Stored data
use anyhow::Result;
use aws_config::meta::region::RegionProviderChain;
use aws_config::BehaviorVersion;
use aws_config::Region;
use aws_sdk_s3::primitives::ByteStream;
use aws_sdk_s3::Client;
use bytes::Bytes;

use crate::config::AppConfig;

#[derive(Clone)]
pub struct ObjectStorage {
    client: Client,
    bucket: String,
    media_base_url: String,
}

impl ObjectStorage {
    pub async fn new(config: &AppConfig) -> Result<Self> {
        let region_provider = RegionProviderChain::first_try(Region::new(config.s3_region.clone()));
        let shared_config = aws_config::defaults(BehaviorVersion::latest())
            .region(region_provider)
            .load()
            .await;

        let mut s3_builder = aws_sdk_s3::config::Builder::from(&shared_config)
            .region(shared_config.region().cloned())
            .endpoint_url(config.s3_endpoint.clone())
            .force_path_style(true);
        if let Some(provider) = shared_config.credentials_provider() {
            s3_builder = s3_builder.credentials_provider(provider);
        }
        let s3_config = s3_builder.build();

        let client = Client::from_conf(s3_config);

        Ok(Self {
            client,
            bucket: config.s3_bucket.clone(),
            media_base_url: config.media_base_url.clone(),
        })
    }

    pub async fn put_object(&self, key: &str, body: Bytes, content_type: &str) -> Result<()> {
        self.client
            .put_object()
            .bucket(&self.bucket)
            .key(key)
            .content_type(content_type)
            .body(ByteStream::from(body))
            .send()
            .await?;
        Ok(())
    }

    /// Public URL for a stored image reference.
    pub fn public_url(&self, key: &str) -> String {
        media_url(&self.media_base_url, key)
    }
}

pub fn media_url(base: &str, key: &str) -> String {
    format!("{}/{}", base.trim_end_matches('/'), key.trim_start_matches('/'))
}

-- Exercise --
All lines above that contain the word "BehaviorVersion" are to be copied.

-- Answer space --
use aws_config::BehaviorVersion;
        let shared_config = aws_config::defaults(BehaviorVersion::latest())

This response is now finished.